As nice as that may sound, the fact is that most teenagers have sex, regardless of what they are told about it. The 1995 National Survey of Family Growth found that more than half of teenagers aged 15 to 19 were sexually active - specifically, 51 percent of females and 56 percent of males. Two-thirds of all teenagers are sexually active by the time they are 18, and there is nothing, really, that parents can do to stop them, short of building dungeons in their basements (no one get any ideas, now).

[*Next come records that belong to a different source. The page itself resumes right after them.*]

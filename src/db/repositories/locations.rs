use anyhow::{bail, Result};
use rusqlite::{params, Row};

use crate::db::{
    connection::Database,
    helpers::flag_from_sql,
    models::{Location, NewLocation},
};

fn row_to_location(row: &Row) -> Result<Location> {
    let active: Option<i64> = row.get("active")?;
    Ok(Location {
        id: row.get("id")?,
        name: row.get("name")?,
        lat: row.get("lat")?,
        lon: row.get("lon")?,
        active: flag_from_sql(active),
    })
}

impl Database {
    /// Active locations in id order. An empty registry is not an error.
    pub async fn list_active_locations(&self) -> Result<Vec<Location>> {
        self.execute(|conn| {
            let mut stmt = conn.prepare(
                "SELECT id, name, lat, lon, active
                 FROM locations
                 WHERE active = 1
                 ORDER BY id ASC",
            )?;

            let mut rows = stmt.query([])?;
            let mut locations = Vec::new();
            while let Some(row) = rows.next()? {
                locations.push(row_to_location(row)?);
            }
            Ok(locations)
        })
        .await
    }

    pub async fn list_locations(&self) -> Result<Vec<Location>> {
        self.execute(|conn| {
            let mut stmt = conn.prepare(
                "SELECT id, name, lat, lon, active
                 FROM locations
                 ORDER BY id ASC",
            )?;

            let mut rows = stmt.query([])?;
            let mut locations = Vec::new();
            while let Some(row) = rows.next()? {
                locations.push(row_to_location(row)?);
            }
            Ok(locations)
        })
        .await
    }

    /// Insert locations whose name is not yet registered. Existing rows keep
    /// their id, coordinates and activation flag. Returns how many were added.
    pub async fn seed_locations(&self, locations: &[NewLocation]) -> Result<usize> {
        let records = locations.to_vec();
        self.execute(move |conn| {
            let tx = conn.transaction()?;
            let mut inserted = 0;
            {
                let mut stmt = tx.prepare(
                    "INSERT OR IGNORE INTO locations (name, lat, lon, active)
                     VALUES (?1, ?2, ?3, 1)",
                )?;
                for record in &records {
                    inserted += stmt.execute(params![record.name, record.lat, record.lon])?;
                }
            }
            tx.commit()?;
            Ok(inserted)
        })
        .await
    }

    pub async fn set_location_active(&self, name: &str, active: bool) -> Result<()> {
        let name = name.to_string();
        self.execute(move |conn| {
            let rows_affected = conn.execute(
                "UPDATE locations SET active = ?1 WHERE name = ?2",
                params![i64::from(active), name],
            )?;

            if rows_affected == 0 {
                bail!("location '{name}' not found");
            }
            Ok(())
        })
        .await
    }
}
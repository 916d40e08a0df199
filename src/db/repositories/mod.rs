mod locations;
mod traffic_data;
mod traffic_data_clean;
pub mod clean_reading;
pub mod location;
pub mod traffic_reading;

pub use clean_reading::{CleanReading, CleanTrafficLevel};
pub use location::{default_locations, Location, NewLocation};
pub use traffic_reading::{LiveTrafficLevel, NewTrafficReading, TrafficReading};
//! Points of interest polled by the crawler.

use serde::{Deserialize, Serialize};

/// A registered point. `name` is unique and `id` never changes once assigned;
/// locations are deactivated, never deleted.
#[derive(Debug, Clone, PartialEq, Serialize, Deserialize)]
pub struct Location {
    pub id: i64,
    pub name: String,
    pub lat: f64,
    pub lon: f64,
    pub active: bool,
}

/// Seed entry for the registry.
#[derive(Debug, Clone, PartialEq, Serialize, Deserialize)]
pub struct NewLocation {
    pub name: String,
    pub lat: f64,
    pub lon: f64,
}

impl NewLocation {
    pub fn new(name: impl Into<String>, lat: f64, lon: f64) -> Self {
        Self {
            name: name.into(),
            lat,
            lon,
        }
    }
}

/// Built-in Quy Nhon intersections used when no seed file is supplied.
pub fn default_locations() -> Vec<NewLocation> {
    vec![
        NewLocation::new("Nga_5_Dong_Da", 13.783255328622369, 109.21968988347302),
        NewLocation::new("HOÀNG VĂN THỤ - TâY SƠN", 13.759429398523837, 109.20579782420032),
        NewLocation::new("Vong_xoay_Nguyen_Tat_Thanh", 13.771844981726773, 109.222182156807),
        NewLocation::new("VÒNG XOAY NGUYỄN THÁI HỌC", 13.775568025517046, 109.22246023281485),
        NewLocation::new("Nga_3 THÁP ĐÔI", 13.785601361791992, 109.21037595228529),
    ]
}
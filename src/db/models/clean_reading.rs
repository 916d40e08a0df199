//! Clean-zone reading model.

use serde::{Deserialize, Serialize};

/// Analytic congestion label assigned by the cleaning transform.
#[derive(Debug, Clone, Copy, PartialEq, Eq, Serialize, Deserialize)]
#[serde(rename_all = "SCREAMING_SNAKE_CASE")]
pub enum CleanTrafficLevel {
    Severe,
    Heavy,
    Moderate,
    Free,
}

impl CleanTrafficLevel {
    pub fn as_str(&self) -> &'static str {
        match self {
            CleanTrafficLevel::Severe => "SEVERE",
            CleanTrafficLevel::Heavy => "HEAVY",
            CleanTrafficLevel::Moderate => "MODERATE",
            CleanTrafficLevel::Free => "FREE",
        }
    }
}

/// Row of `traffic_data_clean`, primary key `(id, timestamp)`.
#[derive(Debug, Clone, PartialEq, Serialize, Deserialize)]
pub struct CleanReading {
    pub id: i64,
    /// Normalized ISO-8601.
    pub timestamp: String,
    /// Location name, or the raw location id as text when the name is unknown.
    pub location: String,
    pub current_speed_kmh: f64,
    pub free_flow_speed_kmh: f64,
    pub speed_ratio: f64,
    pub traffic_level: CleanTrafficLevel,
    pub confidence: Option<f64>,
}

So if, in fact, teenagers do have sex, the best we can do is to encourage them to postpone becoming sexually active until they're ready, and provide them with information they need to keep themselves free of STD infection and unwanted pregnancies. We must face the reality that most teenagers will have sex no matter what we tell them. We can all moan about how terrible it is that teenagers are sexually active before they really know what they're doing. We shouldn't, however, act as if not telling teenagers anything about sex will prevent them from having it. That's just not the way it works.

There is proof that abstinence-only education is less effective than sex education when it comes to preventing one obvious consequence of teenage sexual activity: teenage pregnancy. Research shows that recent sharp declines in teenage pregnancy rates among sexually active teenagers are due more to teens' use of contraceptives than a newfound devotion to abstinence. According to the Alan Guttmacher Institute's 1994 report entitled "Sex and America's Teenagers," only 20 percent of the decline in the pregnancy rate was due to decreased sexual activity, while 80 percent was the result of the more effective use of contraceptives.

Even with the progress that has been made, teen pregnancy rates are far higher in the United States than in other developed countries, according to the AGI report. U.S. rates are twice as high as those in England and Canada, and nine times as high as those in Japan or the Netherlands. The age at which young people become sexually active in the U.S. and those countries is similar, so looking at the sex education policies in the other countries can point to what causes the pregnancy rates in the U.S. to be higher.

It probably isn't a coincidence that policies in England, Canada, and the Netherlands favor sex education, openness about sex, and access to contraception. If the U.S. continues in the direction of encouraging sex education and giving young people access to contraceptives, the rates of teen pregnancy and AIDS infection may decrease further. Abstinence-only education is more about morality than it is about reality and it simply won't get the job done.